My thoughts on my morning run were of people that I hate. Pretty quickly, I realized that I don’t hate any human beings as I hate mushy peas and liver. Trust me, with mushy peas and liver, the feelings go beyond dislike. I could add water chestnuts to that list too. I may not be happy with or condone a person’s behavior but I don’t hate the person.My fellow humans are a source of joy and constant amazement thus there can be no hate in my psyche.
My feelings of not hating came from growing up in a household where I was loved unconditionally by my parents. I was a middle daughter where my brother was cherished because he was an older male, single child for a long time, my younger sisters cherished because they were “the babies”. I was in the middle, expected to excel in my tasks; pragmatically get tasks and chores done. I accepted this family role.

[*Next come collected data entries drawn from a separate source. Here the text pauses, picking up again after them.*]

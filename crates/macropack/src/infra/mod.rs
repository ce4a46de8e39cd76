//! Infrastructure adapters for configuration, filesystem IO, and logging.

pub mod config;
pub mod fs;
pub mod logging;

My sisters with their beautiful blonde hair and blue eyes were cherished for their beauty and grace. I was tall, strong and independent with a muscular frame suited to tennis; green eyes and light auburn hair. I observed, I read and I devoured everything science of math that came my way. I watched frog’s eggs hatch, I cataloged plants on our farm and slept in the birthing stalls during foaling season. I loved having a living laboratory in my backyard; building boats sailing them in a nearby creek. As my sisters enjoyed popularity and social events, I learned to care for livestock; call the vet, if needed assist and watch life happen loving every animal and plant. I was a tennis, soccer and lacrosse player with a lethal serve and volley game.
Though I wasn’t an introvert but pursued solitary tasks, my father and uncle loved my quest for figuring out nature and life along with my constant chatter. I knew that I wanted to be a research scientist; loving chemistry and physics. I remember explaining a simple pulley system that my brother used to repel off our silo one summer. He was in his early twenties and I had yet to enter my teens. I figured out how to make his system safe and reliable. I also used it on a regular basis dropping 25 feet rapidly but slowing when the landing was within 2 feet.

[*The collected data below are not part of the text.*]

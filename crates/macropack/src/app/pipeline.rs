//! End-to-end build: wrap, splice, bundle, then publish.
//!
//! Every stage works against a [`Staging`] overlay, so a failure anywhere leaves
//! the build root untouched. Publishing writes each artifact atomically and the
//! aggregate file last. Concurrent runs against the same root are unsupported.

use std::fs;
use std::io;
use std::path::{Path, PathBuf};

use anyhow::{Context, Result};

use crate::app::{bundle, splice, wrap::WrapperGenerator};
use crate::domain::model::Artifact;
use crate::infra::config::Config;
use crate::infra::fs::{Staging, write_atomic};

/// Runtime options for a build invocation.
#[derive(Debug, Clone)]
pub struct BuildOptions {
    pub root: PathBuf,
    pub config_path: Option<PathBuf>,
    /// Compare with disk instead of writing.
    pub check: bool,
}

impl Default for BuildOptions {
    fn default() -> Self {
        Self {
            root: PathBuf::from("."),
            config_path: None,
            check: false,
        }
    }
}

/// Artifacts computed by a build, in publish order.
#[derive(Debug, Clone)]
pub struct BuildPlan {
    root: PathBuf,
    artifacts: Vec<Artifact>,
}

/// Outcome of [`run`].
#[derive(Debug, Clone, PartialEq, Eq)]
pub enum BuildOutcome {
    Published { written: usize },
    UpToDate { checked: usize },
}

impl BuildPlan {
    pub fn artifacts(&self) -> &[Artifact] {
        &self.artifacts
    }

    /// Write every artifact, replacing existing files. Returns the number written.
    pub fn publish(&self) -> Result<usize> {
        for artifact in &self.artifacts {
            let path = self.root.join(&artifact.path);
            write_atomic(&path, &artifact.contents)?;
            tracing::info!(
                path = %artifact.path.display(),
                bytes = artifact.contents.len(),
                "wrote"
            );
        }
        Ok(self.artifacts.len())
    }

    /// Artifacts whose file is missing or differs from the computed contents.
    pub fn stale(&self) -> Result<Vec<PathBuf>> {
        let mut stale = Vec::new();
        for artifact in &self.artifacts {
            let path = self.root.join(&artifact.path);
            match fs::read_to_string(&path) {
                Ok(current) if current == artifact.contents => {}
                Ok(_) => stale.push(artifact.path.clone()),
                Err(err) if err.kind() == io::ErrorKind::NotFound => {
                    stale.push(artifact.path.clone())
                }
                Err(err) => {
                    return Err(err).with_context(|| format!("failed to read {}", path.display()));
                }
            }
        }
        Ok(stale)
    }
}

/// Compute every artifact of a build without touching the filesystem.
pub fn plan(root: &Path, config: &Config) -> Result<BuildPlan> {
    config.validate().context("invalid build configuration")?;
    let mut staging = Staging::new(root);

    let generator = WrapperGenerator::new(config.wrappers.clone())?;
    let wrappers = generator
        .stage_all(&mut staging)
        .context("failed to generate wrapper macros")?;
    tracing::info!(count = wrappers.len(), dir = %config.wrappers.source_dir, "generated wrappers");

    let patched = splice::stage_all(&mut staging, &config.splice, &config.markers)
        .context("failed to splice snippets")?;
    tracing::info!(count = patched.len(), "spliced templates");

    let bundles = bundle::stage_all(&mut staging, &config.bundles)
        .context("failed to concatenate bundles")?;
    tracing::info!(
        count = bundles.len().saturating_sub(1),
        aggregate = %config.bundles.aggregate,
        "bundled folders"
    );

    Ok(BuildPlan {
        root: staging.root().to_path_buf(),
        artifacts: staging.into_artifacts(),
    })
}

/// Load configuration, plan the build, then publish it or check it against disk.
pub fn run(options: &BuildOptions) -> Result<BuildOutcome> {
    let config = Config::load(&options.root, options.config_path.as_deref())?;
    let plan = plan(&options.root, &config)?;

    if options.check {
        let stale = plan.stale()?;
        if !stale.is_empty() {
            let listing: Vec<String> = stale
                .iter()
                .map(|path| path.display().to_string())
                .collect();
            anyhow::bail!(
                "{} generated file(s) out of date: {}",
                stale.len(),
                listing.join(", ")
            );
        }
        tracing::info!(count = plan.artifacts().len(), "all generated files up to date");
        return Ok(BuildOutcome::UpToDate {
            checked: plan.artifacts().len(),
        });
    }

    let written = plan.publish()?;
    Ok(BuildOutcome::Published { written })
}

My father and uncle loved that I loved anything that moved mechanically. I would watch planes flying over heading to the international airport with tears in my eyes at the sight of the Concorde. I ended up flying the Concorde for one flight into Paris with my uncle. He said that if I could explain how the engines worked, we would take a flight. It was magic for me. I was the same when I would wave at train engineers from the windows of his downtown medical office. He loved how I was comfortable traveling across Europe at age 15 just before I entered university.

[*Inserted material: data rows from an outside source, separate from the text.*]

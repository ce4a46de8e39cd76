use insta::assert_snapshot;
use macropack::domain::model::SourceFile;
use macropack::app::wrap::WrapperGenerator;
use macropack::infra::config::Config;

#[test]
fn wrapper_renders() {
    let generator = WrapperGenerator::new(Config::default().wrappers).expect("generator");
    let source = SourceFile::new(
        "lua/mp_json.lua",
        "local json = { _version = \"0.1.2\" }\n\n-- it's encoded   \nreturn json\n",
    );
    let unit = generator.unit_for(&source).expect("unit");
    let rendered = generator.render(&unit).expect("render");
    assert_snapshot!("ml_mp_json", rendered.trim_end());
}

For an independent and adventurous young woman who had no fears, I couldn’t have learned to hate, myself or others. I only knew love and acceptance from my father and uncle, the first physicians I encountered. While my Mum and Auntie clearly preferred my very feminine sisters and my older brother, I was my father’s daughter and my uncle’s daughter. I loved them, absorbed every word, learned the tenets of my faith and my work ethic. As I look back, the unconditional love and acceptance of my youth shaped my love and infinite acceptance of humanity.